Friday, January 28, 2011

Love and Other Drugs Movie Review

Edward Zwick, who has specialized in Hollywood action movies with a message (The Siege, Glory, Blood Diamond) has returned to the genre that got him started in feature films – the romantic comedy. It’s been 24 years since About Last Night… starring Rob Lowe and Demi Moore, both young and sexy, and depicted in the flesh in several perfectly lit scenes. But Zwick has not lost his touch for the ups and downs (including those in the bed) of a relationship. The actors have been updated to two sexy stars of the moment – Jake Gyllenhaal and Anne Hathaway. The movie is Love and Other Drugs, adapted from Jamie Reidy’s book Hard Sell: The Evolution of a Viagra Salesman by Zwick, Charles Randolph and Marshall Herskovitz.

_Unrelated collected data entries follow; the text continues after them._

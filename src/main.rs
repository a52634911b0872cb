//! clipkun
//!
//! Marks an in-point and an out-point on a local video and cuts the span
//! out as a stream-copied clip. All media work is delegated to an external
//! ffmpeg binary.
//!
//! # Usage
//!
//! ```bash
//! clipkun trim --input video.mp4 --from 1:05 --to 1:42.5
//! clipkun trim --input video.mp4 --from 12 --to 20 --dry-run
//! clipkun session --input video.mp4
//! ```

use anyhow::Result;
use clap::Parser;
use tracing::info;

use clipkun_cli::adapters::init_logging;
use clipkun_cli::cli::{commands, Cli, Commands};

#[tokio::main]
async fn main() -> Result<()> {
    let cli = Cli::parse();
    let config = commands::load_config(&cli)?;

    init_logging(&config.log_level, config.log_format)?;
    info!("Starting clipkun");

    match cli.command {
        Commands::Trim(args) => {
            info!("Executing trim command");
            commands::trim(config, args).await?;
        }
        Commands::Session(args) => {
            info!("Executing session command");
            commands::session(config, args).await?;
        }
    }

    info!("clipkun completed successfully");
    Ok(())
}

Zwick uses the fast cutting and breakneck pace he picked up from a career in action movies to depict pharmaceutical sales to be as sexed up an enterprise as Jamie Randall (Gyllenhaal) is with women. When we first meet him he’s successfully selling electronics equipment to every demographic, including young women, young men and one elderly lady. Combined with the swirling camera and quick editing, we get an impression of Jamie as someone who can sell anything to anyone. And he does it with gusto, even as he’s being chased out the door after being caught having sex with the boss’s girlfriend in the stock room.

The frenetic opening gives way to a (slightly) more relaxed family dinner with Jamie, his brother and sister and his parents. His brother, Josh (Josh Gad), a multi-millionaire founder of an Internet startup (the film takes place at the start of the tech bubble), provides a great deal of the comic relief as the self-effacing and portly foil to Jamie’s sexy heartthrob. His sister is a doctor and Jamie is established in this scene as something of a black sheep when Josh delivers the news that he hasn’t even been able to hold down a job selling stereo equipment. The family scene is alive and jumping with some witty dialogue and a well-established sense of camaraderie. They interact with each other the way real families do. Unfortunately the film doesn’t stay with these characters, who might have made a more interesting movie, making the mistake of veering off to the familiar territory of romantic drama.

Jamie takes a job as a sales rep with the pharmaceutical giant Pfizer. This provides one of the film’s more absurd sequences – a training course that looks like a cross between Marine basic training (You will go out there and sell drugs!) and a Las Vegas show. One the road in the very unsexy Ohio River Valley, he’s partnered with Bruce (Oliver Platt), who dreams of getting the Chicago account and expects the young hunk to go out there and make it happen for him. Their method of accosting doctors makes it look as if Pfizer makes sales by hounding doctors with 30-second pitches in parking lots. Somehow I think if this is how a drug company actually tried to sell medicine, they’d be out of business pretty quick.

Eventually, in a variation on the Meet-Cute which we might call the Meet-Creepy, we are finally introduced to the second half of this romantic tale, Maggie (Anne Hathaway). As a 26 year old suffering from Parkinson’s, she’s loath to get involved in a relationship with anyone, but something inexplicable (perhaps to Maggie as well as us) draws her in and soon (that would be about 7 minutes of screen time) they’re writhing on the floor of her apartment. Do you think that the consummate ladies’ man will find himself falling for someone and desiring to be with only one woman? But of course there’s Maggie’s disease, a plot device used to throw an obstacle in the way of their being together without reservation.

Okay, Gyllenhaal and Hathaway are nothing short of lovely to ogle, especially in the extraordinarily well-lit and revealing sex scenes (sorry ladies, there is no Jake in his birthday suit standing in the light cast by the refrigerator Like Rob Lowe in Zwick’s first film) and there’s some very good chemistry between them. But at the end of the day this is pretty standard stuff. But the film kind of shoots itself in the foot by having the most interesting scenes involve the brother. If you’re anything like me, you’re likely to find yourself wishing for more scenes with the overweight schlub than with the beautiful starlet.